Exercise directions —
Among the entries below, which lines include the string "tail"? Show each one.

Input data —

########################################

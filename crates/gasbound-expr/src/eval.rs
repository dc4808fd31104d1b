// SPDX-License-Identifier: AGPL-3.0

//! Concrete 256-bit word semantics
//!
//! Used both for constant folding in the smart constructors and for
//! evaluating expressions under a model.

use gasbound_constants::{SIGN_BIT, WORD_BITS, WORD_MASK, WORD_MODULUS, WORD_SIZE};
use num_bigint::{BigInt, BigUint, Sign};
use num_traits::{One, ToPrimitive, Zero};
use sha3::{Digest, Keccak256};

use crate::expr::{BinaryOp, CmpOp, Expr, ExprKind, TernaryOp, UnaryOp};

/// Result of evaluating an expression
#[derive(Debug, Clone, PartialEq, Eq)]
pub enum Value {
    Word(BigUint),
    Bool(bool),
}

impl Value {
    pub fn as_word(&self) -> Option<&BigUint> {
        match self {
            Value::Word(w) => Some(w),
            Value::Bool(_) => None,
        }
    }

    pub fn as_bool(&self) -> Option<bool> {
        match self {
            Value::Bool(b) => Some(*b),
            Value::Word(_) => None,
        }
    }
}

/// Reduce modulo 2^256
pub fn normalize(value: BigUint) -> BigUint {
    value & &*WORD_MASK
}

fn to_signed(value: &BigUint) -> BigInt {
    if value < &*SIGN_BIT {
        BigInt::from(value.clone())
    } else {
        BigInt::from_biguint(Sign::Minus, &*WORD_MODULUS - value)
    }
}

fn from_signed(value: &BigInt) -> BigUint {
    match value.sign() {
        Sign::NoSign => BigUint::zero(),
        Sign::Plus => normalize(value.magnitude().clone()),
        Sign::Minus => {
            let magnitude = normalize(value.magnitude().clone());
            if magnitude.is_zero() {
                BigUint::zero()
            } else {
                &*WORD_MODULUS - magnitude
            }
        }
    }
}

/// Two's complement negation modulo 2^256
pub fn negate(value: &BigUint) -> BigUint {
    normalize(&*WORD_MODULUS - normalize(value.clone()))
}

fn small_shift(value: &BigUint) -> Option<usize> {
    value.to_usize().filter(|s| *s < WORD_BITS as usize)
}

pub(crate) fn apply_unary(op: UnaryOp, a: &BigUint) -> BigUint {
    match op {
        UnaryOp::Not => &*WORD_MASK ^ a,
    }
}

/// Operands are given in stack pop order
pub(crate) fn apply_binary(op: BinaryOp, a: &BigUint, b: &BigUint) -> BigUint {
    match op {
        BinaryOp::Add => normalize(a + b),
        BinaryOp::Sub => normalize(a + negate(b)),
        BinaryOp::Mul => normalize(a * b),
        BinaryOp::Div => {
            if b.is_zero() {
                BigUint::zero()
            } else {
                a / b
            }
        }
        BinaryOp::SDiv => {
            if b.is_zero() {
                BigUint::zero()
            } else {
                from_signed(&(to_signed(a) / to_signed(b)))
            }
        }
        BinaryOp::Mod => {
            if b.is_zero() {
                BigUint::zero()
            } else {
                a % b
            }
        }
        BinaryOp::SMod => {
            if b.is_zero() {
                BigUint::zero()
            } else {
                from_signed(&(to_signed(a) % to_signed(b)))
            }
        }
        BinaryOp::Exp => a.modpow(b, &WORD_MODULUS),
        BinaryOp::SignExtend => match a.to_usize() {
            Some(byte) if byte < WORD_SIZE - 1 => {
                let bit = byte * 8 + 7;
                let low_mask = (BigUint::one() << (bit + 1)) - BigUint::one();
                if b.bit(bit as u64) {
                    b | (&*WORD_MASK ^ &low_mask)
                } else {
                    b & low_mask
                }
            }
            _ => b.clone(),
        },
        BinaryOp::And => a & b,
        BinaryOp::Or => a | b,
        BinaryOp::Xor => a ^ b,
        BinaryOp::Byte => match a.to_usize() {
            Some(i) if i < WORD_SIZE => (b >> (8 * (WORD_SIZE - 1 - i))) & BigUint::from(0xffu8),
            _ => BigUint::zero(),
        },
        BinaryOp::Shl => match small_shift(a) {
            Some(shift) => normalize(b << shift),
            None => BigUint::zero(),
        },
        BinaryOp::Shr => match small_shift(a) {
            Some(shift) => b >> shift,
            None => BigUint::zero(),
        },
        BinaryOp::Sar => {
            let negative = b >= &*SIGN_BIT;
            match small_shift(a) {
                Some(shift) => {
                    let shifted = b >> shift;
                    if negative {
                        let fill = &*WORD_MASK ^ (&*WORD_MASK >> shift);
                        shifted | fill
                    } else {
                        shifted
                    }
                }
                None if negative => WORD_MASK.clone(),
                None => BigUint::zero(),
            }
        }
    }
}

pub(crate) fn apply_ternary(op: TernaryOp, a: &BigUint, b: &BigUint, n: &BigUint) -> BigUint {
    if n.is_zero() {
        return BigUint::zero();
    }
    match op {
        TernaryOp::AddMod => (a + b) % n,
        TernaryOp::MulMod => (a * b) % n,
    }
}

pub(crate) fn compare(op: CmpOp, a: &BigUint, b: &BigUint) -> bool {
    match op {
        CmpOp::Eq => a == b,
        CmpOp::Ne => a != b,
        CmpOp::Ult => a < b,
        CmpOp::Ule => a <= b,
        CmpOp::Ugt => a > b,
        CmpOp::Uge => a >= b,
        CmpOp::Slt => to_signed(a) < to_signed(b),
        CmpOp::Sle => to_signed(a) <= to_signed(b),
        CmpOp::Sgt => to_signed(a) > to_signed(b),
        CmpOp::Sge => to_signed(a) >= to_signed(b),
    }
}

/// Keccak-256 of the big-endian concatenation of 32-byte words
pub fn keccak_words(words: &[BigUint]) -> BigUint {
    let mut hasher = Keccak256::new();
    for word in words {
        let bytes = word.to_bytes_be();
        let mut padded = [0u8; WORD_SIZE];
        let start = WORD_SIZE.saturating_sub(bytes.len());
        let tail = &bytes[bytes.len().saturating_sub(WORD_SIZE)..];
        padded[start..].copy_from_slice(tail);
        hasher.update(padded);
    }
    BigUint::from_bytes_be(&hasher.finalize())
}

/// Evaluate `expr` with variables resolved through `env`.
///
/// Returns `None` when a variable is unresolved.
pub fn evaluate(expr: &Expr, env: &dyn Fn(&str) -> Option<BigUint>) -> Option<Value> {
    let value = match expr.kind() {
        ExprKind::Word(w) => Value::Word(w.clone()),
        ExprKind::Bool(b) => Value::Bool(*b),
        ExprKind::Var(name) => Value::Word(normalize(env(&**name)?)),
        ExprKind::Unary(op, a) => Value::Word(apply_unary(*op, &eval_word(a, env)?)),
        ExprKind::Binary(op, a, b) => {
            Value::Word(apply_binary(*op, &eval_word(a, env)?, &eval_word(b, env)?))
        }
        ExprKind::Ternary(op, a, b, n) => Value::Word(apply_ternary(
            *op,
            &eval_word(a, env)?,
            &eval_word(b, env)?,
            &eval_word(n, env)?,
        )),
        ExprKind::Keccak(words) => {
            let words = words
                .iter()
                .map(|w| eval_word(w, env))
                .collect::<Option<Vec<_>>>()?;
            Value::Word(keccak_words(&words))
        }
        ExprKind::Cmp(op, a, b) => Value::Bool(compare(*op, &eval_word(a, env)?, &eval_word(b, env)?)),
        ExprKind::Not(a) => Value::Bool(!eval_bool(a, env)?),
        ExprKind::And(items) => {
            let mut result = true;
            for item in items {
                result &= eval_bool(item, env)?;
            }
            Value::Bool(result)
        }
        ExprKind::Or(items) => {
            let mut result = false;
            for item in items {
                result |= eval_bool(item, env)?;
            }
            Value::Bool(result)
        }
        ExprKind::Ite(c, t, e) => {
            if eval_bool(c, env)? {
                evaluate(t, env)?
            } else {
                evaluate(e, env)?
            }
        }
    };
    Some(value)
}

pub fn eval_word(expr: &Expr, env: &dyn Fn(&str) -> Option<BigUint>) -> Option<BigUint> {
    match evaluate(expr, env)? {
        Value::Word(w) => Some(w),
        Value::Bool(_) => None,
    }
}

pub fn eval_bool(expr: &Expr, env: &dyn Fn(&str) -> Option<BigUint>) -> Option<bool> {
    match evaluate(expr, env)? {
        Value::Bool(b) => Some(b),
        Value::Word(_) => None,
    }
}

#[cfg(test)]
mod tests {
    use super::*;

    fn w(v: u64) -> BigUint {
        BigUint::from(v)
    }

    #[test]
    fn test_wrapping_arithmetic() {
        assert_eq!(apply_binary(BinaryOp::Sub, &w(0), &w(1)), WORD_MASK.clone());
        assert_eq!(apply_binary(BinaryOp::Add, &WORD_MASK, &w(2)), w(1));
        assert_eq!(apply_binary(BinaryOp::Div, &w(7), &w(0)), w(0));
    }

    #[test]
    fn test_signed_division() {
        let minus_six = negate(&w(6));
        let minus_three = negate(&w(3));
        assert_eq!(apply_binary(BinaryOp::SDiv, &minus_six, &w(2)), minus_three);
        assert_eq!(apply_binary(BinaryOp::SMod, &negate(&w(7)), &w(3)), negate(&w(1)));
    }

    #[test]
    fn test_signextend_and_byte() {
        assert_eq!(
            apply_binary(BinaryOp::SignExtend, &w(0), &w(0xff)),
            WORD_MASK.clone()
        );
        assert_eq!(apply_binary(BinaryOp::SignExtend, &w(0), &w(0x7f)), w(0x7f));
        assert_eq!(apply_binary(BinaryOp::Byte, &w(31), &w(0xabcd)), w(0xcd));
        assert_eq!(apply_binary(BinaryOp::Byte, &w(32), &w(0xabcd)), w(0));
    }

    #[test]
    fn test_shifts() {
        assert_eq!(apply_binary(BinaryOp::Shl, &w(4), &w(1)), w(16));
        assert_eq!(apply_binary(BinaryOp::Shr, &w(256), &w(1)), w(0));
        assert_eq!(
            apply_binary(BinaryOp::Sar, &w(4), &WORD_MASK),
            WORD_MASK.clone()
        );
    }

    #[test]
    fn test_signed_compare() {
        assert!(compare(CmpOp::Slt, &WORD_MASK, &w(0)));
        assert!(!compare(CmpOp::Ult, &WORD_MASK, &w(0)));
    }

    #[test]
    fn test_keccak_empty_word() {
        // keccak256(bytes32(0))
        let hash = keccak_words(&[w(0)]);
        assert_eq!(
            format!("{:x}", hash),
            "290decd9548b62a8d60345a988386fc84ba6bc95484008f6362f93160ef3e563"
        );
    }
}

########################################

Solution to the problem —
        let tail = &bytes[bytes.len().saturating_sub(WORD_SIZE)..];
        padded[start..].copy_from_slice(tail);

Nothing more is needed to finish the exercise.